Les psychiatres sur le front du sordide

Zoom sur une unité méconnue du Samu.

"Les témoins ont assisté à une boucherie ; ils étaient très choqués, certains vomissaient", explique la psychiatre Nathalie Prieto, responsable de la Cellule d'urgence médico-psychologique à Lyon. Le drame remonte à février dernier, à la gare TGV de l'aéroport Saint Exupéry, un technicien de maintenance est soudainement happé par un tapis roulant, ses jambes sont broyées. Des collègues du technicien et des policiers assistent à cette vision d'horreur. En état de choc, les témoins sont rapidement pris en charge par la Cellule d'urgence médico-psychologique de Lyon. Peu connue du grand public, cette cellule rattachée au SAMU a pour mission d'intervenir après une catastrophe, un attentat, un braquage ou tout autre événement ayant un fort impact psychique et collectif. En moyenne, elle réalise une trentaine d'interventions par an, mais depuis le début de l'année, elle a déjà été mobilisée plus d'une dizaine de fois auprès de victimes directes ou indirectes d'évènements traumatiques. "On espère que cela va se calmer", confie Nathalie Prieto. Ses dernières semaines, la cellule est également intervenue dans une maison de retraite où avait été commis un viol sur une patiente atteinte de la maladie d'Alzheimer. Malgré l'arrestation du coupable, le personnel de la maison de retraite n'arrivait plus à travailler avec un fort sentiment de culpabilité. Plus récemment, il y a eu également l'agression à coup de couteau d'un professeur par un élève au lycée international de Lyon. "On a pris en charge la classe sidérée par le geste de leur camarade. Mais notre rôle c'était surtout d'être le garant d'une bonne gestion de crise. On a accompagné l'équipe de direction pour savoir : qu'est ce qu'on dit aux parents qui téléphonent apeurés ? Quels messages on fait passer aux élèves ? Le traumatisme peut venir autant de la façon dont est géré l'événement que de l'événement lui-même. Après la catastrophe de Toulouse, les victimes disaient "j'étais ensanglanté, les pompiers couraient de partout sans me voir", explique Nathalie Prieto.

Se sentir "chosifié"

En France, c'est suite aux attentats de 1995 dans le métro et dans le RER parisiens, qu'une réflexion s'est engagée sur la nécessité d'une prise en charge des victimes de chocs psychologiques. "Les urgentistes s'occupent des blessés mais on sait qu'un traumatisme psychique peut aussi avoir des conséquences dramatiques. Certains individus vont se remémorer en permanence le drame qu'ils ont vécu. Lorsque vous êtes envahi par l'angoisse, cela vous empêche de vivre.
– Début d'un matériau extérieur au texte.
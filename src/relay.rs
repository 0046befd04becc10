// Beacon Relay - Gateway work-dispatch core
// Copyright (c) 2025 David Martin Venti
//
// Dual-licensed under AGPL-3.0 and Commercial License.
// See LICENSE file for details.

//! High-level relay API
//!
//! [`Relay`] owns one instance of every runtime component: the arena, the
//! priority buffer set, the worker pool, the dispatcher thread, the shutdown
//! flag, and the inbound/outbound packet channels at the IP edge.
//!
//! # Example
//!
//! ```rust
//! use beacon_relay::{BufferSet, Relay, RelayConfig, WorkRecord};
//! use beacon_relay::record::NodeAddress;
//!
//! let config = RelayConfig::default();
//! let relay = Relay::builder(config)
//!     .handler("uplink", |record: WorkRecord, _: &BufferSet| drop(record))
//!     .handler("downlink", |record: WorkRecord, _: &BufferSet| drop(record))
//!     .handler("maintenance", |record: WorkRecord, _: &BufferSet| drop(record))
//!     .start()
//!     .unwrap();
//!
//! let mut record = relay.acquire_record(NodeAddress::Beacon(7)).unwrap();
//! record.set_payload(b"hello").unwrap();
//! relay.enqueue_by_name("uplink", record).unwrap();
//!
//! relay.shutdown();
//! ```

use std::collections::HashMap;
use std::fmt;
use std::sync::Arc;
use std::thread::JoinHandle;

use parking_lot::Mutex;

use crate::arena::{Arena, ArenaStats};
use crate::buffer::{BufferSet, Pass, QueueId, QueueStats, RecordHandler, Refused};
use crate::config::RelayConfig;
use crate::dispatcher::{DispatchCounters, DispatchObserver, DispatchStats, Dispatcher};
use crate::error::{ConfigError, PoolError, Result};
use crate::packet::PacketChannel;
use crate::pool::WorkerPool;
use crate::record::{NodeAddress, WorkRecord};
use crate::shutdown::ShutdownFlag;

/// Collects handlers before the relay starts
///
/// The packet channels and the shutdown flag exist from the moment the
/// builder is created, so handlers can capture them before the relay starts.
pub struct RelayBuilder {
    config: RelayConfig,
    handlers: HashMap<String, Arc<dyn RecordHandler>>,
    observer: Option<DispatchObserver>,
    shutdown: ShutdownFlag,
    inbound: Arc<PacketChannel>,
    outbound: Arc<PacketChannel>,
}

impl RelayBuilder {
    /// Channel that will carry frames received from the network
    pub fn inbound(&self) -> Arc<PacketChannel> {
        Arc::clone(&self.inbound)
    }

    /// Channel that will carry frames waiting to be sent
    pub fn outbound(&self) -> Arc<PacketChannel> {
        Arc::clone(&self.outbound)
    }

    /// Flag the relay will stop on
    pub fn shutdown_flag(&self) -> ShutdownFlag {
        self.shutdown.clone()
    }

    /// Attach the handler for the queue called `name`
    pub fn handler<H>(mut self, name: &str, handler: H) -> Self
    where
        H: RecordHandler + 'static,
    {
        self.handlers.insert(name.to_string(), Arc::new(handler));
        self
    }

    /// Attach an already shared handler
    pub fn shared_handler(mut self, name: &str, handler: Arc<dyn RecordHandler>) -> Self {
        self.handlers.insert(name.to_string(), handler);
        self
    }

    /// Observe every dispatch (queue and pass)
    pub fn on_dispatch<F>(mut self, observer: F) -> Self
    where
        F: Fn(QueueId, Pass) + Send + Sync + 'static,
    {
        self.observer = Some(Arc::new(observer));
        self
    }

    /// Validate the configuration, build every component and spawn the
    /// dispatcher thread
    ///
    /// # Errors
    ///
    /// Returns an error if:
    /// - The configuration is invalid
    /// - A configured queue has no handler, or a handler names no queue
    /// - The arena cannot carve its first slab
    /// - A worker or the dispatcher thread cannot be spawned
    pub fn start(mut self) -> Result<Relay> {
        let config = self.config;
        config.validate()?;

        let arena = Arena::from_config(&config.arena)?;

        let mut builder = BufferSet::builder();
        for queue in &config.queues {
            let handler = self.handlers.remove(&queue.name).ok_or_else(|| {
                ConfigError::Invalid(format!("no handler for queue '{}'", queue.name))
            })?;
            builder.register(queue.clone(), handler)?;
        }
        if let Some(name) = self.handlers.keys().next() {
            return Err(ConfigError::Invalid(format!(
                "handler registered for unknown queue '{}'",
                name
            ))
            .into());
        }
        let buffers = Arc::new(builder.build());

        let pool = Arc::new(WorkerPool::new(config.workers)?);
        let shutdown = self.shutdown;

        let mut dispatcher = Dispatcher::new(
            Arc::clone(&buffers),
            Arc::clone(&pool),
            arena.clone(),
            shutdown.clone(),
            config.starvation_timeout(),
            config.idle_interval(),
        );
        if let Some(observer) = self.observer {
            dispatcher = dispatcher.with_observer(observer);
        }
        let counters = dispatcher.counters();

        let handle = match std::thread::Builder::new()
            .name("relay-dispatcher".to_string())
            .spawn(move || dispatcher.run())
        {
            Ok(handle) => handle,
            Err(e) => {
                pool.shutdown();
                return Err(PoolError::DispatcherStart(e.to_string()).into());
            }
        };

        log::info!(
            "relay started: {} workers, {} queues, arena {}x{}",
            config.workers,
            buffers.queue_count(),
            config.arena.slot_count,
            config.arena.slot_size
        );

        Ok(Relay {
            inbound: self.inbound,
            outbound: self.outbound,
            config,
            arena,
            buffers,
            pool,
            shutdown,
            counters,
            dispatcher: Mutex::new(Some(handle)),
        })
    }
}

/// Snapshot of every component's counters
#[derive(Debug, Clone)]
pub struct RelayStats {
    /// Arena usage
    pub arena: ArenaStats,
    /// Per-queue counters, in registration order
    pub queues: Vec<QueueStats>,
    /// Dispatcher counters
    pub dispatch: DispatchStats,
    /// Worker threads alive
    pub workers_alive: usize,
    /// Worker threads running a job
    pub workers_working: usize,
    /// Jobs waiting in the pool
    pub jobs_queued: usize,
    /// Jobs executed by the pool
    pub jobs_executed: u64,
    /// Jobs that panicked
    pub jobs_panicked: u64,
    /// Records waiting in the inbound channel
    pub inbound_len: usize,
    /// Records waiting in the outbound channel
    pub outbound_len: usize,
}

/// Running gateway core
pub struct Relay {
    config: RelayConfig,
    arena: Arena,
    buffers: Arc<BufferSet>,
    pool: Arc<WorkerPool<WorkRecord>>,
    shutdown: ShutdownFlag,
    counters: Arc<DispatchCounters>,
    dispatcher: Mutex<Option<JoinHandle<()>>>,
    inbound: Arc<PacketChannel>,
    outbound: Arc<PacketChannel>,
}

impl Relay {
    /// Start configuring a relay
    pub fn builder(config: RelayConfig) -> RelayBuilder {
        RelayBuilder {
            inbound: Arc::new(PacketChannel::from_config(&config.channel)),
            outbound: Arc::new(PacketChannel::from_config(&config.channel)),
            shutdown: ShutdownFlag::new(),
            config,
            handlers: HashMap::new(),
            observer: None,
        }
    }

    /// Lease a zeroed work record from the arena
    pub fn acquire_record(&self, address: NodeAddress) -> Result<WorkRecord> {
        Ok(WorkRecord::acquire(&self.arena, address)?)
    }

    /// Append a record to the queue `id`
    pub fn enqueue(&self, id: QueueId, record: WorkRecord) -> std::result::Result<(), Refused> {
        self.buffers.enqueue(id, record)
    }

    /// Append a record to the queue called `name`
    pub fn enqueue_by_name(
        &self,
        name: &str,
        record: WorkRecord,
    ) -> std::result::Result<(), Refused> {
        self.buffers.enqueue_by_name(name, record)
    }

    /// Return a record to the arena explicitly
    pub fn release(&self, record: WorkRecord) -> Result<()> {
        Ok(self.arena.release(record.into_slot())?)
    }

    /// Id of the queue called `name`
    pub fn queue_id(&self, name: &str) -> Option<QueueId> {
        self.buffers.id_of(name)
    }

    /// Configuration the relay was started with
    pub fn config(&self) -> &RelayConfig {
        &self.config
    }

    /// Arena backing every work record
    pub fn arena(&self) -> &Arena {
        &self.arena
    }

    /// Priority buffer set
    pub fn buffers(&self) -> &Arc<BufferSet> {
        &self.buffers
    }

    /// Channel carrying frames received from the network
    pub fn inbound(&self) -> Arc<PacketChannel> {
        Arc::clone(&self.inbound)
    }

    /// Channel carrying frames waiting to be sent
    pub fn outbound(&self) -> Arc<PacketChannel> {
        Arc::clone(&self.outbound)
    }

    /// Flag shared by every loop of the relay
    pub fn shutdown_flag(&self) -> ShutdownFlag {
        self.shutdown.clone()
    }

    /// True until shutdown is requested
    pub fn is_running(&self) -> bool {
        self.shutdown.is_running()
    }

    /// Snapshot of every component's counters
    pub fn stats(&self) -> RelayStats {
        RelayStats {
            arena: self.arena.stats(),
            queues: self.buffers.stats(),
            dispatch: self.counters.snapshot(),
            workers_alive: self.pool.alive_count(),
            workers_working: self.pool.working_count(),
            jobs_queued: self.pool.queued(),
            jobs_executed: self.pool.executed(),
            jobs_panicked: self.pool.panicked(),
            inbound_len: self.inbound.len(),
            outbound_len: self.outbound.len(),
        }
    }

    /// Stop the dispatcher, drain the worker pool and release every queued
    /// record. Safe to call more than once.
    pub fn shutdown(&self) {
        self.shutdown.request();

        let handle = self.dispatcher.lock().take();
        if let Some(handle) = handle {
            if handle.join().is_err() {
                log::error!("dispatcher thread terminated abnormally");
            }
        }

        // Records enqueued after the dispatcher exited.
        let late: Vec<WorkRecord> = self
            .pool
            .shutdown()
            .into_iter()
            .chain(self.buffers.drain_all())
            .collect();
        for record in late {
            if let Err(e) = self.arena.release(record.into_slot()) {
                log::error!("releasing record at shutdown: {}", e);
            }
        }
    }
}

impl Drop for Relay {
    fn drop(&mut self) {
        self.shutdown();
    }
}

impl fmt::Debug for Relay {
    fn fmt(&self, f: &mut fmt::Formatter<'_>) -> fmt::Result {
        f.debug_struct("Relay")
            .field("running", &self.is_running())
            .field("arena", &self.arena)
            .field("buffers", &self.buffers)
            .field("pool", &self.pool)
            .finish()
    }
}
L'important c'est d'intervenir rapidement, sinon l'événement agit comme un tampon encreur", poursuit le Dr Prieto . Née en 1998, la cellule lyonnaise a géré de graves catastrophes : l'avalanche de Chamonix, l'incendie du tunnel du Mont blanc, l'accident du car Allemand à Dardilly, l'incendie de la maison de retraite à Limonest.... Les interventions se font sur le terrain, très rapidement après le drame, et si besoin un suivi post traumatique peut être assuré. En moyenne, trois séances suffisent. Et Nathalie Prieto de conclure : "On n'est ni des magiciens, ni des cow-boys. On ne peut annuler un événement douloureux mais, en écoutant l'autre, on permet une décharge émotionnelle. Dans un drame, les individus se sentent souvent chosifiés, déshumanisés. En réintroduisant un peu d'humanité, on les aide à reprendre la maîtrise d'eux-mêmes".